Quando falamos de Paraisópolis, qual é a primeira coisa que vem à sua mente?
Não precisamos investigar a fundo para saber que “baile funk” é uma das principais. O baile da DZ7 é um dos mais conhecidos na região e Brasil afora – tornou-se, inclusive, um ponto turístico para pessoas que vêm de diferentes cidades do país.
De acordo com pesquisa realizada pelo Spotify, os gêneros de funk e rap cresceram 200% no Top 10 de 2022.
Por que, então, o funk é condenado? Por que não é compreendido como cultura?
Se estamos em um território onde o gênero é a principal expressão e o baile movimenta diferentes públicos, artistas e canções; se estamos falando da 2ª maior comunidade de São Paulo, com mais de 100 mil habitantes, então, não deveria o funk ser a máxima da cultura de um grupo?
“Queria mostrar pras pessoas que minha arte representa a minha quebrada”, explica Fernanda.
Fernanda Souza, conhecida como correrua, é artista, fotógrafa, diretora de arte e funkeira. Além de jornalista, pesquisadora, stylist e professora de Língua Portuguesa. Convidamos Fernanda para bater um papo com os jovens mediadores do Pró Jovens nas Escolas, parte da oficina de fotografia que fizemos com eles.
Fernanda é uma artista multidisciplinar – como ela mesma diz, “uma criativa especialista em cultura de rua de fa
vela” – com trabalhos expostos em galerias na Europa, campanhas para marcas internacionais e, principalmente, um olhar que valoriza sua origem.
Cria do Grajaú, Fernanda começou na fotografia ainda adolescente, com uma câmera analógica nos bailes funks de Paraisópolis. Desde então já fez trabalhos para marcas como Nike e Lacoste, parceria com Kondzilla e dirigiu clipes de artistas como Tasha&Tracie e Julia Costa.
“Eu sou da favela, isso faz parte da minha história. Isso é o meu trabalho”, diz.
Não é todo dia que a gente pode conhecer alguém que vem da quebrada, fotografa a nossa realidade e que faz sucesso Brasil e mundo afora. E, claro, já trabalhou com artistas que estão nas playlists dos jovens.
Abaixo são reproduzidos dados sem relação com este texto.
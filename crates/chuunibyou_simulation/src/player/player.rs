//! Fighter marker components
//!
//! Отмечает entity которым управляет игрок через input (в отличие от scripted/AI).

use bevy::prelude::*;

use crate::combo::ComboRoster;

/// Marker component для player-controlled fighter
///
/// `route_player_buttons` шлёт `ComboInput` только entity с этим компонентом.
/// Fighters без него получают `ComboInput` напрямую (AI, тесты, replay).
#[derive(Component, Debug, Clone, Copy, Default)]
pub struct Player;

/// Roster, из которого собран `ComboManager` fighter'а
///
/// Попадает в `FighterSnapshot` (отчёты headless runner'а, determinism traces).
#[derive(Component, Debug, Clone, Copy, PartialEq, Eq)]
pub struct ComboFighter {
    pub roster: ComboRoster,
}
//! Combo state machine: ведёт указатель по action tree на каждый input
//! и закрывает окно chaining по fixed тикам.

use bevy::prelude::*;
use serde::{Deserialize, Serialize};

use super::action_type::{format_path, ActionType};
use super::actions::ActionCue;
use super::timer_expired;
use super::tree::{ActionTree, NodeId};

/// Derived combo состояние. Не хранится, всегда вычисляется из менеджера.
#[derive(Debug, Clone, Copy, PartialEq, Eq, Serialize, Deserialize)]
pub enum ComboStatus {
    /// Комбо не идёт
    Idle,
    /// Шаг завершён, окно chaining открыто
    WaitingForNextComboInput,
    /// Текущий шаг ещё не сообщил о завершении
    RunningCombo,
}

/// Что `do_action` сделал с input'ом
#[derive(Debug, Clone, Copy, PartialEq, Eq)]
pub enum ActionOutcome {
    /// Перешли в successor узел и запустили его
    Advanced(NodeId),
    /// Шаг ещё идёт, input отброшен
    DroppedBusy,
    /// Нет successor для input'а, комбо сброшено
    Rejected,
}

/// Что сделал fixed tick
#[derive(Debug, Clone, Copy, PartialEq)]
pub enum TickOutcome {
    Idle,
    /// Текущий шаг ещё идёт
    Running,
    /// Шаг завершился, окно только что открылось
    StepFinished { window: f32 },
    /// Ждём следующий input
    Waiting { remaining: f32 },
    /// Окно истекло, комбо сброшено
    WindowExpired,
}

/// Serializable срез менеджера (отчёты, determinism проверки)
#[derive(Debug, Clone, PartialEq, Serialize, Deserialize)]
pub struct ComboSnapshot {
    pub status: ComboStatus,
    pub input_buffer: Vec<ActionType>,
    pub pending_window: f32,
}

/// Combo state machine fighter'а
///
/// Полностью владеет своим [`ActionTree`]: таймеры узлов per-instance,
/// два fighter'а никогда не делят одно дерево.
///
/// Инвариант: путь от root до `current` == `input_buffer`.
#[derive(Component, Debug, Clone)]
pub struct ComboManager {
    tree: ActionTree,
    current: NodeId,
    is_busy: bool,
    input_buffer: Vec<ActionType>,
    /// Countdown пока `WaitingForNextComboInput` (секунды)
    pending_window: f32,
    /// Cues от hooks узлов, забирает `emit_combo_cues`
    cues: Vec<ActionCue>,
}

impl ComboManager {
    pub fn new(tree: ActionTree) -> Self {
        Self {
            tree,
            current: NodeId::ROOT,
            is_busy: false,
            input_buffer: Vec::new(),
            pending_window: 0.0,
            cues: Vec::new(),
        }
    }

    pub fn status(&self) -> ComboStatus {
        if self.is_busy {
            ComboStatus::RunningCombo
        } else if !self.input_buffer.is_empty() {
            ComboStatus::WaitingForNextComboInput
        } else {
            ComboStatus::Idle
        }
    }

    /// Подать один input.
    ///
    /// Пока шаг идёт, input'ы отбрасываются. Input без successor из текущего
    /// узла сбрасывает комбо (в том числе из состояния ожидания).
    pub fn do_action(&mut self, action: ActionType) -> ActionOutcome {
        if self.is_busy {
            crate::logger::log(&format!(
                "🚫 Combo: {} dropped, step still running (owner: {:?})",
                action,
                self.tree.owner()
            ));
            return ActionOutcome::DroppedBusy;
        }

        let Some(next) = self.tree.node(self.current).next(action) else {
            crate::logger::log(&format!(
                "↩️ Combo: no follow-up for {} after [{}], reset (owner: {:?})",
                action,
                format_path(&self.input_buffer),
                self.tree.owner()
            ));
            self.reset();
            return ActionOutcome::Rejected;
        };

        self.input_buffer.push(action);
        self.current = next;
        self.is_busy = true;
        self.tree.node_mut(next).begin(&mut self.cues);

        crate::logger::log(&format!(
            "⚔️ Combo: [{}] begin {} (owner: {:?})",
            format_path(&self.input_buffer),
            self.tree.node(next).action().label(),
            self.tree.owner()
        ));

        ActionOutcome::Advanced(next)
    }

    /// Продвинуть один fixed step длиной `delta` секунд.
    pub fn tick(&mut self, delta: f32) -> TickOutcome {
        match self.status() {
            ComboStatus::RunningCombo => {
                let node = self.tree.node_mut(self.current);
                node.tick(delta);
                if !node.is_done() {
                    return TickOutcome::Running;
                }

                node.end(&mut self.cues);
                let window = node.next_input_window();
                self.is_busy = false;
                self.pending_window = window;

                crate::logger::log(&format!(
                    "✅ Combo: [{}] done, window {:.2}s (owner: {:?})",
                    format_path(&self.input_buffer),
                    window,
                    self.tree.owner()
                ));

                TickOutcome::StepFinished { window }
            }
            ComboStatus::WaitingForNextComboInput => {
                self.pending_window -= delta;
                if timer_expired(self.pending_window) {
                    crate::logger::log(&format!(
                        "⌛ Combo: window expired after [{}], reset (owner: {:?})",
                        format_path(&self.input_buffer),
                        self.tree.owner()
                    ));
                    self.reset();
                    return TickOutcome::WindowExpired;
                }
                TickOutcome::Waiting {
                    remaining: self.pending_window,
                }
            }
            ComboStatus::Idle => TickOutcome::Idle,
        }
    }

    /// Принудительно вернуть machine в Idle.
    pub fn reset(&mut self) {
        self.current = NodeId::ROOT;
        self.input_buffer.clear();
        self.is_busy = false;
        self.pending_window = 0.0;
    }

    pub fn input_buffer(&self) -> &[ActionType] {
        &self.input_buffer
    }

    pub fn current(&self) -> NodeId {
        self.current
    }

    pub fn is_busy(&self) -> bool {
        self.is_busy
    }

    pub fn pending_window(&self) -> f32 {
        self.pending_window
    }

    pub fn tree(&self) -> &ActionTree {
        &self.tree
    }

    pub fn bind_owner(&mut self, owner: Entity) {
        self.tree.bind_owner(owner);
    }

    /// Забрать все cues с прошлого drain.
    pub fn drain_cues(&mut self) -> Vec<ActionCue> {
        std::mem::take(&mut self.cues)
    }

    pub fn snapshot(&self) -> ComboSnapshot {
        ComboSnapshot {
            status: self.status(),
            input_buffer: self.input_buffer.clone(),
            pending_window: self.pending_window,
        }
    }
}
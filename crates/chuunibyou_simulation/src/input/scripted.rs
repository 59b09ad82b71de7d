//! Scripted источник кнопок для headless прогонов (seeded, детерминированный).

use bevy::prelude::*;
use rand::Rng;

use super::PlayerButtonPressed;
use crate::DeterministicRng;

/// Нажимает случайную кнопку из `buttons` с вероятностью `press_chance` за fixed step.
#[derive(Resource, Debug, Clone)]
pub struct ButtonMasher {
    pub press_chance: f64,
    pub buttons: Vec<String>,
}

impl Default for ButtonMasher {
    fn default() -> Self {
        Self {
            press_chance: 0.1,
            // "Jump" не combo input — проверяем что роутинг его игнорирует
            buttons: vec![
                "LightAttack".to_string(),
                "LightAttack".to_string(),
                "HeavyAttack".to_string(),
                "Jump".to_string(),
            ],
        }
    }
}

impl ButtonMasher {
    pub fn next_press(&self, rng: &mut impl Rng) -> Option<PlayerButtonPressed> {
        if self.buttons.is_empty() || !rng.gen_bool(self.press_chance) {
            return None;
        }
        let button = &self.buttons[rng.gen_range(0..self.buttons.len())];
        Some(PlayerButtonPressed::new(button.clone()))
    }
}

/// System: scripted нажатия. Должна идти до `route_player_buttons`.
pub fn mash_buttons(
    masher: Res<ButtonMasher>,
    mut rng: ResMut<DeterministicRng>,
    mut presses: EventWriter<PlayerButtonPressed>,
) {
    if let Some(press) = masher.next_press(&mut rng.rng) {
        presses.write(press);
    }
}
//! Combo systems (FixedUpdate).

use bevy::prelude::*;

use super::action_type::ActionType;
use super::actions::ActionCue;
use super::manager::ComboManager;

/// Input layer → combo: одно нажатие атаки для одного fighter'а
#[derive(Event, Debug, Clone, Copy, PartialEq)]
pub struct ComboInput {
    pub entity: Entity,
    pub action: ActionType,
}

/// Принудительно вернуть комбо fighter'а в Idle (stagger, death, cutscene)
#[derive(Event, Debug, Clone, Copy, PartialEq)]
pub struct ComboResetIntent {
    pub entity: Entity,
}

/// Combo → presentation layer: animator cue из hook'а шага
#[derive(Event, Debug, Clone, PartialEq)]
pub struct ComboCue {
    pub entity: Entity,
    pub cue: ActionCue,
}

/// System: записать owner entity в только что заспавненные менеджеры
pub fn bind_combo_owners(mut query: Query<(Entity, &mut ComboManager), Added<ComboManager>>) {
    for (entity, mut manager) in query.iter_mut() {
        manager.bind_owner(entity);
    }
}

/// System: подать `ComboInput` события в менеджеры
pub fn apply_combo_inputs(
    mut inputs: EventReader<ComboInput>,
    mut managers: Query<&mut ComboManager>,
) {
    for input in inputs.read() {
        let Ok(mut manager) = managers.get_mut(input.entity) else {
            crate::logger::log_warning(&format!(
                "ComboInput for entity {:?} without ComboManager",
                input.entity
            ));
            continue;
        };

        manager.do_action(input.action);
    }
}

/// System: применить `ComboResetIntent`
pub fn apply_combo_resets(
    mut resets: EventReader<ComboResetIntent>,
    mut managers: Query<&mut ComboManager>,
) {
    for intent in resets.read() {
        if let Ok(mut manager) = managers.get_mut(intent.entity) {
            manager.reset();
        }
    }
}

/// System: продвинуть таймеры шагов и окна chaining
pub fn tick_combo_managers(mut query: Query<&mut ComboManager>, time: Res<Time<Fixed>>) {
    let delta = time.delta_secs();

    for mut manager in query.iter_mut() {
        manager.tick(delta);
    }
}

/// System: опубликовать cues, накопленные hooks за тик
pub fn emit_combo_cues(
    mut query: Query<(Entity, &mut ComboManager)>,
    mut cue_events: EventWriter<ComboCue>,
) {
    for (entity, mut manager) in query.iter_mut() {
        for cue in manager.drain_cues() {
            cue_events.write(ComboCue { entity, cue });
        }
    }
}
“Essa formação me deixou muito feliz, muito mesmo! Mostrou os trabalhos que ela fez aqui onde moramos, como música de artistas famosos” – depoimento de aluna do Pró Jovens.
Durante o papo, Fernanda apresentou alguns de seus trabalhos, incluindo uma exposição fotográfica pelas ruas do Grajaú. E contou que pretende trazer suas fotos de Paraisópolis também para uma exposição nas vielas daqui.
“As aulas de fotografia ajudaram também na minha prática com as crianças. Antes de tirar uma foto a gente precisa olhar para o espaço, pensar o que irá compor a foto. Passei a olhar para os cantos que montamos para as crianças com mais cuidado, olhar os detalhes do brincar. Estou mais atento a essas questões”, Gabriel Jesus, mediador do Pró Jovens nas Escolas e ex-aluno.
“Quando a gente não gosta de uma música, normalmente não gostamos das pessoas associadas àquele gênero”, conta Thiago.
Thiago de Souza, conhecido nas redes sociais por seu perfil canaldothiagson, é mestre em Música pela UNESP e doutorando pela USP. Da baixada santista, Thiago usa seu canal para desmistificar o funk e mostrar a complexidade do gênero.
Num bate-papo regado a muitas batidas diferentes, os jovens e Thiago trocaram suas percepções sobre o universo da música, suas histórias e encontros como pessoas periféricas. De quebra, ganharam o livro do doutorando Funk no Pelo – tudo o que você sempre quis saber sobre o funk… mas tinha medo de perguntar, pela Editora Tipografia Musical.
“Existe um preconceito de que o funk é a falta de escolha, mas não é. É um ritmo que não é qualquer um que faz. E ele é mais próximo da nossa realidade do que a música clássica”, afirma Thiago.
O embasamento teórico de Thiago soma à experiência de ver a transformação que o funk pode trazer na vida de quem faz parte dessa cultura, como no trabalho de Fernanda. Falar sobre identidade, território e representatividade da favela é trazer a potência de talentos que têm vivências similares e transformam a origem e essência em arte e conhecimento.
Como diz Thiago, viva o funk na nossa vida!